The photochemical reactions of the Ni(II) annulene complex, [Ni^II([5,7,12,14]-tetra methyl dibenzo[2,3-b:2,3-b,i][1,4,8,11]tetraaza[14]annulenate)], grafted into a poly(isobutylene-alt-maleate) backbone were investigated in aqueous media. The grafted Ni(II) complex becomes soluble in aqueous and organic solvents where the strands form aggregates with medium-dependent shapes. Irradiation of the polymer at 532 or 351 nm produce charge-separated macrocyclic pendants, CS, with a lifetime τ ∼ 30 ns. CS reacts with electron donors and acceptors before it decays with a lifetime τ ∼ 1 μs.

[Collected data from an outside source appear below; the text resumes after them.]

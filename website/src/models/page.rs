use dto::org::{OrgCountDto, OrgDto};
use dto::pagination::{PAGE_SIZE, PageRequestDto, total_pages};
use dto::query::QueryResultDto;

use crate::services::orgs::LoaderData;

#[derive(Clone, Debug, PartialEq)]
pub enum LoadState {
    Pending,
    Resolved(Vec<OrgDto>),
    Failed(String),
}

/// State behind the organizations table.
///
/// The total count comes from the initial load only. Page changes never
/// refresh it, so it can go stale if organizations change in the meantime.
#[derive(Clone, Debug)]
pub struct OrgsPageState {
    pub page: i64,
    pub per_page: i64,
    pub total_records: i64,
    pub load: LoadState,
}

impl OrgsPageState {
    pub fn new(page: i64, total_records: i64) -> Self {
        Self {
            page,
            per_page: PAGE_SIZE,
            total_records,
            load: LoadState::Pending,
        }
    }

    pub fn from_loader(data: LoaderData) -> Self {
        match data {
            LoaderData::Success {
                organizations,
                organizations_count,
            } => {
                let mut state = Self::new(1, count_of(&organizations_count));
                if let Some(msg) = organizations_count.error_message() {
                    state.load = LoadState::Failed(msg.to_string());
                } else {
                    state.resolve(organizations);
                }
                state
            }
            LoaderData::Failure { error } => {
                let mut state = Self::new(1, 0);
                state.load = LoadState::Failed(error);
                state
            }
        }
    }

    /// Moves to `page` right away and returns the request that fetches it
    pub fn change_page(&mut self, page: i64) -> PageRequestDto {
        self.page = page;
        self.load = LoadState::Pending;
        PageRequestDto::for_page(page, self.per_page)
    }

    pub fn resolve(&mut self, result: QueryResultDto<OrgDto>) {
        self.load = match result.error_message() {
            Some(msg) => LoadState::Failed(msg.to_string()),
            None => LoadState::Resolved(result.data),
        };
    }

    pub fn fail(&mut self, message: &str) {
        self.load = LoadState::Failed(message.to_string());
    }

    pub fn total_pages(&self) -> i64 {
        total_pages(self.total_records, self.per_page)
    }

    pub fn is_loading(&self) -> bool {
        self.load == LoadState::Pending
    }

    pub fn prev_disabled(&self) -> bool {
        self.is_loading() || self.page <= 1
    }

    pub fn next_disabled(&self) -> bool {
        self.is_loading() || self.page >= self.total_pages()
    }
}

fn count_of(result: &QueryResultDto<OrgCountDto>) -> i64 {
    result.data.first().map(|c| c.count).unwrap_or(0)
}

#[cfg(test)]
mod tests {
    use super::*;

    fn org(id: i32) -> OrgDto {
        OrgDto {
            id,
            name: format!("Org {}", id),
            industry: "Energy".to_string(),
            address: "1 Main St".to_string(),
            phone: "555-0100".to_string(),
            email: "org@example.com".to_string(),
            subscription_tier: "enterprise".to_string(),
            created_at: 0,
        }
    }

    fn loaded(rows: Vec<OrgDto>, total: i64) -> OrgsPageState {
        OrgsPageState::from_loader(LoaderData::Success {
            organizations: QueryResultDto::ok(rows),
            organizations_count: QueryResultDto::ok(vec![OrgCountDto { count: total }]),
        })
    }

    #[test]
    fn test_from_loader_success() {
        let state = loaded(vec![org(1), org(2)], 25);
        assert_eq!(state.page, 1);
        assert_eq!(state.total_records, 25);
        assert_eq!(state.total_pages(), 3);
        assert_eq!(state.load, LoadState::Resolved(vec![org(1), org(2)]));
    }

    #[test]
    fn test_from_loader_failure() {
        let state = OrgsPageState::from_loader(LoaderData::Failure {
            error: "Failed to load organizations".to_string(),
        });
        assert_eq!(
            state.load,
            LoadState::Failed("Failed to load organizations".to_string())
        );
        assert_eq!(state.total_records, 0);
    }

    #[test]
    fn test_from_loader_query_error() {
        let state = OrgsPageState::from_loader(LoaderData::Success {
            organizations: QueryResultDto::error("no such table"),
            organizations_count: QueryResultDto::ok(vec![OrgCountDto { count: 3 }]),
        });
        assert_eq!(state.load, LoadState::Failed("no such table".to_string()));
    }

    #[test]
    fn test_from_loader_count_error() {
        let state = OrgsPageState::from_loader(LoaderData::Success {
            organizations: QueryResultDto::ok(vec![org(1)]),
            organizations_count: QueryResultDto::error("count failed"),
        });
        assert_eq!(state.load, LoadState::Failed("count failed".to_string()));
    }

    #[test]
    fn test_change_page_is_optimistic() {
        let mut state = loaded(vec![org(1)], 25);
        let req = state.change_page(3);

        assert_eq!(req, PageRequestDto::new(10, 20));
        assert_eq!(state.page, 3);
        assert!(state.is_loading());
        assert!(state.prev_disabled());
        assert!(state.next_disabled());
    }

    #[test]
    fn test_resolve_keeps_total() {
        let mut state = loaded(vec![org(1)], 25);
        state.change_page(2);
        state.resolve(QueryResultDto::ok(vec![org(11)]));

        assert_eq!(state.total_records, 25);
        assert_eq!(state.load, LoadState::Resolved(vec![org(11)]));
    }

    #[test]
    fn test_resolve_query_error() {
        let mut state = loaded(vec![org(1)], 25);
        state.change_page(2);
        state.resolve(QueryResultDto::error("database is locked"));

        assert_eq!(state.load, LoadState::Failed("database is locked".to_string()));
    }

    #[test]
    fn test_out_of_range_page_is_not_validated() {
        let mut state = loaded(vec![org(1)], 25);
        let req = state.change_page(7);
        assert_eq!(req.offset, 60);
        assert_eq!(state.page, 7);
    }

    #[test]
    fn test_navigation_disabled_states() {
        let mut state = loaded(vec![org(1)], 25);
        assert!(state.prev_disabled());
        assert!(!state.next_disabled());

        state.change_page(2);
        state.resolve(QueryResultDto::ok(vec![org(11)]));
        assert!(!state.prev_disabled());
        assert!(!state.next_disabled());

        state.change_page(3);
        state.resolve(QueryResultDto::ok(vec![org(21)]));
        assert!(!state.prev_disabled());
        assert!(state.next_disabled());
    }

    #[test]
    fn test_empty_total_disables_both() {
        let state = loaded(Vec::new(), 0);
        assert_eq!(state.total_pages(), 0);
        assert!(state.prev_disabled());
        assert!(state.next_disabled());
    }
}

In parallel to the decay of CS, an excited state-excited state annihilation process gives rise to luminescence whose spectrum spans wavelengths shorter than the wavelength of the irradiation, λ_ex > 500 nm. Theoretical calculations were carried out with the aim of understanding the morphology and structures of strand aggregates, to confirm the nature of reaction products and to account for the spectroscopic and photochemical properties of the Ni(II) pendants. The endothermic reduction of CO₂ to CO by S(IV) species was used as a test of the Ni(II) complex's ability to photocatalyze the reaction. In the photoprocess, the Ni(II) complex fulfills the double role of antenna and catalyst.